Jianghong Huang a,b,c, Daming Wang a,b,c,d, Jielin Chen a,b,c, Wei Liu a,b,c, Li Duan a,b,c, Wei You a,b,c, Weimin Zhu a,b,c, Jianyi Xiong a,b,c, Daping Wang a,b,c,
PMCID: PMC5447436  PMID: 28579894

Abstract

This study was conducted to investigate the effect of magnetic nanoparticle composite scaffold under a pulsed electromagnetic field on bone marrow mesenchymal stem cells (BMSCs), which was achieved by examining the biological behaviors of cell adhesion, proliferation and differentiation on the surface of the scaffolds. This may provide some experimental evidence for the use of magnetic nanoparticles in medical application. The magnetic nanoparticle composite scaffolds were evaluated and characterized by the following indexes: the cell proliferation was detected by the CCK-8 method, the alkaline phosphatase (ALP) activity was examined by a detection kit, and the expression of type I collagen and osteocalcin gene were evaluated by RT-PCR. The CCK-8 test showed that there was no significant difference in Group A (BMSCs-seeded magnetic scaffolds under the electromagnetic field), B (BMSCs-seeded magnetic scaffolds) and C (BMSCs cultured alone) (P > 0.05). The value for the ALP activity in Group A was higher than the other two groups. In addition, the RT-PCR results showed that the expression of type I collagen gene in Group A was enhanced (P < 0.05), suggesting that the magnetic nanoparticles combined with the pulsed electromagnetic field had a positive effect on the osteogenic differentiation of BMSCs. However, the expression of osteocalcin was not significantly different in three groups (P > 0.05). To conclude, magnetic nanoparticles may induce the osteogenic differentiation with the action of the pulsed electromagnetic field.

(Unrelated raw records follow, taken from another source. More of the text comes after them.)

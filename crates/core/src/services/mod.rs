//! Default collaborator implementations for a command-line host

pub mod console_editor;
pub mod system;
pub mod terminal;
pub mod tokio_process;

pub use console_editor::ConsoleEditor;
pub use system::{StdFileSystem, WhichProbe};
pub use terminal::{InlineTerminal, ShellLauncher};
pub use tokio_process::TokioProcess;
//! Thin std/`which` implementations of the filesystem and PATH probes

use std::path::{Path, PathBuf};

use crate::{
    error::Result,
    interfaces::{BinaryProbe, FileSystem},
};

#[derive(Debug, Clone, Copy, Default)]
pub struct StdFileSystem;

impl FileSystem for StdFileSystem {
    fn exists(&self, path: &Path) -> bool {
        path.exists()
    }

    fn create_dir_all(&self, path: &Path) -> Result<()> {
        std::fs::create_dir_all(path)?;
        Ok(())
    }
}

/// Resolves programs the way a shell would, through `PATH`. Paths with a
/// directory component are checked directly.
#[derive(Debug, Clone, Copy, Default)]
pub struct WhichProbe;

impl BinaryProbe for WhichProbe {
    fn resolve(&self, program: &str) -> Option<PathBuf> {
        if program.trim().is_empty() {
            return None;
        }
        which::which(program).ok()
    }
}

#[cfg(test)]
mod tests {
    use super::*;
    use tempfile::TempDir;

    #[test]
    fn test_create_dir_all() {
        let temp_dir = TempDir::new().unwrap();
        let nested = temp_dir.path().join("a").join("b");

        let fs = StdFileSystem;
        assert!(!fs.exists(&nested));
        fs.create_dir_all(&nested).unwrap();
        assert!(fs.exists(&nested));
    }

    #[test]
    fn test_probe_rejects_blank_and_unknown() {
        assert_eq!(WhichProbe.resolve(""), None);
        assert_eq!(WhichProbe.resolve("definitely-not-a-real-compiler-xyz"), None);
    }
}
//! Where a compiled program runs: the embedded terminal or a separate
//! terminal window, and the invocation syntax for each known emulator.

pub mod embedded;
pub mod external;

use std::path::Path;

use crate::shell::{self, ShellKind};

pub use embedded::{EMBEDDED_TERMINAL_NAME, launch_embedded};
pub use external::ExternalLauncher;

/// Keeps the window open after the program exits
const PAUSE: &str = r#"read -n1 -p "Press any key to continue...""#;

/// Terminal emulators that can be opened around a run command
#[derive(Debug, Clone, Copy, PartialEq, Eq, Hash)]
pub enum ExternalTerminal {
    /// A new console window via `start`, running cmd or PowerShell
    WindowsConsole,
    /// macOS Terminal.app, driven through AppleScript
    MacTerminal,
    Xterm,
    GnomeTerminal,
    Tilix,
    MateTerminal,
    Xfce4Terminal,
    Konsole,
    ElementaryTerminal,
}

/// Final destination of a run
#[derive(Debug, Clone, Copy, PartialEq, Eq)]
pub enum TerminalTarget {
    Embedded,
    External(ExternalTerminal),
}

impl ExternalTerminal {
    /// Emulators accepted for `linux_terminal`
    pub const LINUX: [ExternalTerminal; 7] = [
        ExternalTerminal::Xterm,
        ExternalTerminal::GnomeTerminal,
        ExternalTerminal::Tilix,
        ExternalTerminal::MateTerminal,
        ExternalTerminal::Xfce4Terminal,
        ExternalTerminal::Konsole,
        ExternalTerminal::ElementaryTerminal,
    ];

    pub fn from_linux_name(name: &str) -> Option<Self> {
        let name = shell::program_name(name);
        Self::LINUX.into_iter().find(|t| t.program() == name)
    }

    pub fn program(self) -> &'static str {
        match self {
            ExternalTerminal::WindowsConsole => "start",
            ExternalTerminal::MacTerminal => "osascript",
            ExternalTerminal::Xterm => "xterm",
            ExternalTerminal::GnomeTerminal => "gnome-terminal",
            ExternalTerminal::Tilix => "tilix",
            ExternalTerminal::MateTerminal => "mate-terminal",
            ExternalTerminal::Xfce4Terminal => "xfce4-terminal",
            ExternalTerminal::Konsole => "konsole",
            ExternalTerminal::ElementaryTerminal => "io.elementary.terminal",
        }
    }

    /// Command line that opens a window titled `title`, runs `command` in
    /// `working_dir` and waits for a key before closing.
    pub fn launch_command(
        self,
        command: &str,
        title: &str,
        working_dir: &Path,
        shell: ShellKind,
    ) -> String {
        self.launch_command_with(self.program(), command, title, working_dir, shell)
    }

    /// Like [`launch_command`](Self::launch_command), invoking a Linux
    /// emulator as `program` (a bare name or a full path). The Windows and
    /// macOS launchers are fixed and ignore it.
    pub fn launch_command_with(
        self,
        program: &str,
        command: &str,
        title: &str,
        working_dir: &Path,
        shell: ShellKind,
    ) -> String {
        let program = shell::quote(ShellKind::Posix, program);
        let bash = || {
            let script = format!("{command}; echo; {PAUSE}");
            format!("bash -c {}", shell::single_quote(&script))
        };
        let title_arg = shell::quote(ShellKind::Posix, title);

        match self {
            ExternalTerminal::WindowsConsole => {
                let title = title.replace('"', "");
                if shell == ShellKind::PowerShell {
                    format!(
                        "start \"{title}\" powershell -NoProfile -Command \"{command}; Write-Host; Read-Host 'Press Enter to continue...'\""
                    )
                } else {
                    format!("start \"{title}\" cmd /c \"{command} & echo. & pause\"")
                }
            }
            ExternalTerminal::MacTerminal => {
                let script = format!(
                    "cd {}; {command}; echo; {PAUSE}",
                    shell::quote(ShellKind::Posix, &working_dir.to_string_lossy())
                );
                let apple = format!(
                    "tell application \"Terminal\" to do script \"{}\"",
                    shell::applescript_string(&script)
                );
                format!(
                    "osascript -e {} -e {}",
                    shell::single_quote(&apple),
                    shell::single_quote("tell application \"Terminal\" to activate")
                )
            }
            ExternalTerminal::Xterm => format!("{program} -T {title_arg} -e {}", bash()),
            ExternalTerminal::GnomeTerminal
            | ExternalTerminal::Tilix
            | ExternalTerminal::MateTerminal => {
                format!("{program} -t {title_arg} -x {}", bash())
            }
            ExternalTerminal::Xfce4Terminal => {
                format!("{program} --title {title_arg} -x {}", bash())
            }
            ExternalTerminal::Konsole => {
                format!("{program} -p tabtitle={title_arg} --noclose -e {}", bash())
            }
            ExternalTerminal::ElementaryTerminal => {
                format!("{program} -e {}", shell::single_quote(&bash()))
            }
        }
    }
}

impl std::fmt::Display for ExternalTerminal {
    fn fmt(&self, f: &mut std::fmt::Formatter<'_>) -> std::fmt::Result {
        match self {
            ExternalTerminal::WindowsConsole => f.write_str("Windows console"),
            ExternalTerminal::MacTerminal => f.write_str("Terminal.app"),
            other => f.write_str(other.program()),
        }
    }
}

Keywords: Magnetic nanoparticles, Bone marrow mesenchymal stem cells, Osteogenic differentiation, Pulsed electromagnetic field

1. Introduction

In recent years, with the development of bioengineering and biomedicine, some functional molecules of medical drugs have been introduced to improve biomedical materials (Nawaz et al., 2017). Magnetic nanoparticles have attracted much attention as a new medical drug in the biomedical field, and are widely applied in targeting delivery, bio-imaging and cancer therapy (Weizenecker et al., 2009, Wang et al., 2013, Maleki-Ghaleh et al., 2016, Hu et al., 2009, Hirsch et al., 2003). The most unique feature of magnetic nanoparticles is the response to the electromagnetic field, enabling some applications such as drug targeting and the separation of molecules and cells (Son et al., 2005). Moreover, the electromagnetic field can exert the appropriate force on the cells with magnetic particles, offering a powerful tool to control cell behaviors. For example, Bradshaw et al. (2015) found that the migration speed of fibroblasts can be enhanced with the internalized magnetic nanoparticles in the presence of a electromagnetic field. Perica et al. (2014) showed that T cell receptor antibody immobilized paramagnetic particles could bind to cell surface and formed large agglomerates under the electromagnetic field, leading to the receptors binding to each other and thus the activation of specific cell functions. Jiang et al. (2016) also showed that bone marrow mesenchymal stem cells can differentiate into osteoblasts under the action of magnetic nanoparticles and the external electromagnetic field, and promoted the expression of osteocalcin and type I collagen. It is thus believed that the force generated by the magnetic nanoparticles under a electromagnetic field will influence cell behaviors significantly. In this study, magnetic nanoparticle composite scaffolds were prepared using the magnetic nanoparticles Fe2O3, Nano-hydroxyapatite (n-HA) and l-polylactic acid (PLLA). In vitro study of BMSCs seeded onto the magnetic nanoparticle composite scaffolds under a pulsed electromagnetic field was performed, which was to explore the cell adhesion, proliferation, differentiation and other biological behaviors in this case. This may provide some experimental evidence for the use of magnetic nanoparticles in medical application (Gohar et al., 2017, Muhammad et al., 2017).

2. Material and methods

2.1. Experimental materials and instruments

Fe2O3, n-HA and PLLA were obtained from Shandong Medical Instruments Institute, China. α-MEM, fetal bovine serum, 500 U/mL penicillin and 500 μg/mL streptomycin were purchased from Gibco, USA. CCK-8 cell proliferation and alkaline phosphatase detection kit were obtained from Keygen, China. TRIzol@Reagent was purchased from Invitrogen, USA. A low temperature rapid prototyping instrument (Shenzhen Institute of Advanced Technology, Chinese Academy of Sciences, China) was used for the fabrication of magnetic nanoparticle composite scaffolds. SEM imaging was conducted using a scanning electron microscopy (MIRA3 TESCAN, Tsinghua University, Shenzhen Institute, China). Pulsed electromagnetic field was obtained from a CLM-B-type pulse magnetic field therapy instrument (Hebei Langfang Hammer Medical Devices Company, China).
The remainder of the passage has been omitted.